Thursday, June 18, 2009

Part Of Why I Don't Think Much Of The State of Academia

Part of Why I Don't Think Much Of The State of Academia

This abstract from a recently published piece in the Berkeley Journal of Law, Gender, and Justice:
Yet, despite the conceptual centrality of sexual desire and sexual activity, family law says nothing explicit about sexual pleasure. And despite the salience of gender equality in contemporary family law, the field remains preoccupied with performances that produce heterosexual men's orgasms while ignoring or rejecting women's interest in orgasmic pleasure. As a result, family law today is marked by fundamental omissions and inconsistencies.

This paper attempts to begin to fill the gap and to explore the incongruities. It builds on Susan E. Stiritz's Cultural Cliteracy: Exposing the Contexts of Women's Not Coming (published as a companion piece) and examines the relevance of Stiritz's analysis for family law. According to Stiritz, "'[c]ultural cliteracy' denotes what an adequately educated person should know about the clitoris, which is that it is a culturally despised body part because it is an obdurate reminder of women's independence and power and supports women's liberation." Stiritz tracks the role of the clitoris and women's sexual pleasure through history, compares past and contemporary anatomical understandings of the clitoris, and then demonstrates through empirical studies, based on courses she has taught, how cultural cliteracy can empower women and bring new insights to the reading of women's texts.
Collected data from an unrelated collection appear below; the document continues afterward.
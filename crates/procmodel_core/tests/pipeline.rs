use async_trait::async_trait;
use procmodel_core::db::open_db_in_memory;
use procmodel_core::source::log::{CommandLog, LogReader, LogRecord};
use procmodel_core::source::{
    CommandConsumer, CommandProducer, ConsumerExit, ConsumerFailure, FatalHandler, HandlerError,
    Listener, MemoryCommandLog, RecordHandler, RetryPolicy,
};
use procmodel_core::{
    shutdown_channel, start, ApplyOutcome, Caller, Collaborators, Command, InMemoryAuthority,
    Materializer, ProcessDocument, ProcessRepository, ServiceConfig, ServiceHandle,
    SqliteProcessRepository,
};
use std::sync::atomic::{AtomicU32, Ordering};
use std::sync::Arc;
use std::time::Duration;
use tokio::sync::Notify;

const TOPIC: &str = "processmodel";
const GROUP: &str = "process-model-repository";

fn sqlite_repo() -> Arc<SqliteProcessRepository> {
    Arc::new(SqliteProcessRepository::try_new(open_db_in_memory().unwrap()).unwrap())
}

fn counting_fatal() -> (FatalHandler, Arc<AtomicU32>) {
    let count = Arc::new(AtomicU32::new(0));
    let seen = Arc::clone(&count);
    let fatal: FatalHandler = Arc::new(move |_: &ConsumerFailure| {
        seen.fetch_add(1, Ordering::SeqCst);
    });
    (fatal, count)
}

async fn wait_until(mut done: impl FnMut() -> bool) {
    for _ in 0..500 {
        if done() {
            return;
        }
        tokio::time::sleep(Duration::from_millis(10)).await;
    }
    panic!("condition not reached in time");
}

async fn next_command(reader: &mut Box<dyn LogReader>) -> (Command, LogRecord) {
    let record = reader.fetch().await.unwrap().unwrap();
    let command = Command::decode(&record.value).unwrap().unwrap();
    (command, record)
}

#[test]
fn applying_the_same_command_twice_converges() {
    let repo = sqlite_repo();
    let materializer = Materializer::new(repo.clone());
    let put = Command::put(
        "alice",
        ProcessDocument {
            last_updated_unix: 42,
            ..ProcessDocument::new("p1", "A")
        },
    );

    assert_eq!(materializer.apply(&put).unwrap(), ApplyOutcome::Upserted);
    let first = repo.get_process("p1").unwrap().unwrap();
    assert_eq!(materializer.apply(&put).unwrap(), ApplyOutcome::Upserted);
    assert_eq!(repo.get_process("p1").unwrap().unwrap(), first);

    let delete = Command::delete("p1", "alice");
    assert_eq!(materializer.apply(&delete).unwrap(), ApplyOutcome::Deleted);
    assert_eq!(
        materializer.apply(&delete).unwrap(),
        ApplyOutcome::AlreadyAbsent
    );
}

#[tokio::test]
async fn redelivery_after_crash_keeps_per_id_order() {
    let log = MemoryCommandLog::new(4);
    let producer = CommandProducer::new(Arc::new(log.clone()), TOPIC, false);
    producer
        .publish_put("alice", ProcessDocument::new("p1", "A"))
        .await
        .unwrap();
    producer
        .publish_put("alice", ProcessDocument::new("p1", "B"))
        .await
        .unwrap();
    let repo = sqlite_repo();
    let materializer = Materializer::new(repo.clone());

    let mut crashed = log.subscribe(GROUP, TOPIC).await.unwrap();
    let (first, first_record) = next_command(&mut crashed).await;
    materializer.apply(&first).unwrap();
    crashed.commit(&first_record).await.unwrap();
    let (second, _) = next_command(&mut crashed).await;
    materializer.apply(&second).unwrap();
    drop(crashed);

    let mut restarted = log.subscribe(GROUP, TOPIC).await.unwrap();
    let (redelivered, record) = next_command(&mut restarted).await;
    assert_eq!(record.offset, 1);
    assert_eq!(redelivered, second);
    materializer.apply(&redelivered).unwrap();
    restarted.commit(&record).await.unwrap();

    assert_eq!(repo.get_process("p1").unwrap().unwrap().name, "B");
    assert_eq!(
        log.committed_offset(GROUP, TOPIC, log.partition_for(b"p1")),
        Some(2)
    );
}

struct Service {
    log: MemoryCommandLog,
    repo: Arc<SqliteProcessRepository>,
    authority: Arc<InMemoryAuthority>,
    handle: ServiceHandle,
    fatal_count: Arc<AtomicU32>,
}

async fn start_service() -> Service {
    let config = ServiceConfig {
        cleanup_interval_secs: 0,
        ..ServiceConfig::default()
    };
    let log = MemoryCommandLog::new(config.memory_log_partitions);
    let repo = sqlite_repo();
    let authority = Arc::new(InMemoryAuthority::new());
    let (fatal, fatal_count) = counting_fatal();
    let collaborators = Collaborators {
        repo: repo.clone(),
        authority: authority.clone(),
        log: Arc::new(log.clone()),
    };
    let handle = start(&config, collaborators, fatal).await.unwrap();
    assert!(authority.is_topic_registered(TOPIC));
    Service {
        log,
        repo,
        authority,
        handle,
        fatal_count,
    }
}

#[tokio::test]
async fn put_put_delete_ends_with_nothing_stored() {
    let service = start_service().await;
    let producer = CommandProducer::new(Arc::new(service.log.clone()), TOPIC, false);
    producer
        .publish_put("alice", ProcessDocument::new("p1", "A"))
        .await
        .unwrap();
    producer
        .publish_put("alice", ProcessDocument::new("p1", "B"))
        .await
        .unwrap();
    producer.publish_delete("p1", "alice").await.unwrap();

    let partition = service.log.partition_for(b"p1");
    let log = service.log.clone();
    wait_until(|| log.committed_offset(GROUP, TOPIC, partition) == Some(3)).await;

    assert!(service.repo.get_process("p1").unwrap().is_none());
    assert!(service.authority.resource_ids(TOPIC).is_empty());
    assert_eq!(service.handle.shutdown().await, vec![ConsumerExit::Closed]);
    assert_eq!(service.fatal_count.load(Ordering::SeqCst), 0);
}

#[tokio::test]
async fn controller_writes_become_visible_after_consumption() {
    let service = start_service().await;
    let alice = Caller::new("alice", "token-alice");
    let controller = Arc::clone(service.handle.controller());

    let created = controller
        .publish_create(&alice, ProcessDocument::new("", "Order handling"))
        .await
        .unwrap();
    let repo = service.repo.clone();
    let id = created.id.clone();
    wait_until(|| repo.get_process(&id).unwrap().is_some()).await;
    assert!(service.authority.resource_ids(TOPIC).contains(&id));

    let mut change = created.clone();
    change.name = "Order fulfilment".to_string();
    controller.publish_update(&alice, &id, change).await.unwrap();
    wait_until(|| {
        repo.get_process(&id)
            .unwrap()
            .is_some_and(|stored| stored.name == "Order fulfilment")
    })
    .await;

    controller.publish_delete(&alice, &id).await.unwrap();
    wait_until(|| repo.get_process(&id).unwrap().is_none()).await;
    let authority = Arc::clone(&service.authority);
    wait_until(|| authority.resource_ids(TOPIC).is_empty()).await;

    assert_eq!(service.handle.shutdown().await, vec![ConsumerExit::Closed]);
}

/// Fails the first `failures` calls, then succeeds.
struct ScriptedHandler {
    failures: u32,
    calls: AtomicU32,
}

impl ScriptedHandler {
    fn failing(failures: u32) -> Arc<Self> {
        Arc::new(Self {
            failures,
            calls: AtomicU32::new(0),
        })
    }

    fn calls(&self) -> u32 {
        self.calls.load(Ordering::SeqCst)
    }
}

#[async_trait]
impl RecordHandler for ScriptedHandler {
    async fn handle(&self, _value: &[u8]) -> Result<(), HandlerError> {
        let call = self.calls.fetch_add(1, Ordering::SeqCst) + 1;
        if call <= self.failures {
            return Err(HandlerError::apply(format!("scripted failure {call}")));
        }
        Ok(())
    }
}

async fn log_with_one_record() -> MemoryCommandLog {
    let log = MemoryCommandLog::new(1);
    CommandProducer::new(Arc::new(log.clone()), TOPIC, false)
        .publish_put("alice", ProcessDocument::new("p1", "A"))
        .await
        .unwrap();
    log
}

fn consumer(
    handler: Arc<dyn RecordHandler>,
    window: Duration,
    fatal: FatalHandler,
) -> CommandConsumer {
    let listener = Listener {
        topic: TOPIC.to_string(),
        handler,
    };
    let policy = RetryPolicy {
        base_unit: Duration::from_secs(1),
        window,
    };
    CommandConsumer::new(listener, GROUP, policy, fatal)
}

#[tokio::test(start_paused = true)]
async fn persistent_failure_escalates_once_without_commit() {
    let log = log_with_one_record().await;
    let handler = ScriptedHandler::failing(u32::MAX);
    let (fatal, fatal_count) = counting_fatal();
    let (_trigger, signal) = shutdown_channel();

    let exit = consumer(handler.clone(), Duration::from_secs(10), fatal)
        .spawn(Arc::new(log.clone()), signal)
        .await
        .unwrap();

    assert_eq!(exit, ConsumerExit::Fatal);
    assert_eq!(fatal_count.load(Ordering::SeqCst), 1);
    assert_eq!(handler.calls(), 4);
    assert_eq!(log.committed_offset(GROUP, TOPIC, 0), None);
}

#[tokio::test(start_paused = true)]
async fn transient_failure_recovers_and_commits() {
    let log = log_with_one_record().await;
    let handler = ScriptedHandler::failing(2);
    let (fatal, fatal_count) = counting_fatal();
    let (trigger, signal) = shutdown_channel();

    let task = consumer(handler.clone(), Duration::from_secs(600), fatal)
        .spawn(Arc::new(log.clone()), signal);
    let committed = log.clone();
    wait_until(|| committed.committed_offset(GROUP, TOPIC, 0) == Some(1)).await;
    trigger.trigger();

    assert_eq!(task.await.unwrap(), ConsumerExit::Closed);
    assert_eq!(handler.calls(), 3);
    assert_eq!(fatal_count.load(Ordering::SeqCst), 0);
}

#[tokio::test(start_paused = true)]
async fn shutdown_during_backoff_abandons_the_record() {
    let log = log_with_one_record().await;
    let handler = ScriptedHandler::failing(u32::MAX);
    let (fatal, fatal_count) = counting_fatal();
    let (trigger, signal) = shutdown_channel();

    let task = consumer(handler.clone(), Duration::from_secs(600), fatal)
        .spawn(Arc::new(log.clone()), signal);
    let scripted = Arc::clone(&handler);
    wait_until(|| scripted.calls() >= 1).await;
    trigger.trigger();

    assert_eq!(task.await.unwrap(), ConsumerExit::Closed);
    assert_eq!(fatal_count.load(Ordering::SeqCst), 0);
    assert_eq!(log.committed_offset(GROUP, TOPIC, 0), None);
}

/// Parks inside `handle` until released.
struct SlowHandler {
    entered: Notify,
    release: Notify,
}

#[async_trait]
impl RecordHandler for SlowHandler {
    async fn handle(&self, _value: &[u8]) -> Result<(), HandlerError> {
        self.entered.notify_one();
        self.release.notified().await;
        Ok(())
    }
}

#[tokio::test]
async fn shutdown_lets_the_in_flight_record_finish_and_commit() {
    let log = log_with_one_record().await;
    let handler = Arc::new(SlowHandler {
        entered: Notify::new(),
        release: Notify::new(),
    });
    let (fatal, fatal_count) = counting_fatal();
    let (trigger, signal) = shutdown_channel();

    let task = consumer(handler.clone(), Duration::from_secs(10), fatal)
        .spawn(Arc::new(log.clone()), signal);
    handler.entered.notified().await;
    trigger.trigger();
    handler.release.notify_one();

    assert_eq!(task.await.unwrap(), ConsumerExit::Closed);
    assert_eq!(log.committed_offset(GROUP, TOPIC, 0), Some(1));
    assert_eq!(fatal_count.load(Ordering::SeqCst), 0);
}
She calls for the integration of "adequate understandings of the clitoris" into a variety of different discourses, including law.
The paper isn't much less silly. "Culturally despised body part"? This isn't East Africa, or Afghanistan. The paper gets properly upset about some things:
Overall, popular culture remains notoriously androcentric, sexualizing even young girls in the interest of men, reinforcing traditional gender hierarchies, and creating dangers (including exposure of young persons to sexually transmitted disease) abhorred by family law.
And yet it is clear that the author has not a clue that is the collapse of traditional values, and its replacement with the values that the author certainly approves of, that has created this disaster.